> GOAL OF THE EXERCISE: Work through the records that follow and return each line containing the word "struct".

▼▼▼

//! Settings type definitions.
//!
//! All types use camelCase JSON field names and implement [`Default`] with
//! production values, so partial files only need the keys they change.

use secrecy::SecretString;
use serde::{Deserialize, Serialize};

/// Root client settings.
#[derive(Clone, Debug, Default, Serialize, Deserialize)]
#[serde(rename_all = "camelCase", default)]
pub struct ClientSettings {
    pub api: ApiSettings,
    pub audit: AuditSettings,
    pub logging: LoggingSettings,
}

/// Remote audit service connection.
#[derive(Clone, Debug, Serialize, Deserialize)]
#[serde(rename_all = "camelCase", default)]
pub struct ApiSettings {
    pub base_url: String,
    pub connect_timeout_ms: u64,
    pub request_timeout_ms: u64,
    /// Bearer token. Only read from the file or env, never written back out.
    #[serde(skip_serializing)]
    pub auth_token: Option<SecretString>,
}

impl Default for ApiSettings {
    fn default() -> Self {
        Self {
            base_url: "http://localhost:8000".to_string(),
            connect_timeout_ms: 10_000,
            request_timeout_ms: 120_000,
            auth_token: None,
        }
    }
}

/// Built-in session defaults used until practice settings arrive.
#[derive(Clone, Debug, Serialize, Deserialize)]
#[serde(rename_all = "camelCase", default)]
pub struct AuditSettings {
    pub default_materiality_threshold: f64,
    /// `strict` or `lenient`.
    pub default_display_mode: String,
}

impl Default for AuditSettings {
    fn default() -> Self {
        Self {
            default_materiality_threshold: 500.0,
            default_display_mode: "strict".to_string(),
        }
    }
}

#[derive(Clone, Debug, Serialize, Deserialize)]
#[serde(rename_all = "camelCase", default)]
pub struct LoggingSettings {
    pub level: String,
    pub json: bool,
}

impl Default for LoggingSettings {
    fn default() -> Self {
        Self {
            level: "info".to_string(),
            json: false,
        }
    }
}
pub mod audit;
pub mod benchmark;
pub mod errors;
pub mod ids;
pub mod practice;
pub mod provider;
pub mod session;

▲▲▲

> SOLUTION:
pub struct ClientSettings {
pub struct ApiSettings {
pub struct AuditSettings {
pub struct LoggingSettings {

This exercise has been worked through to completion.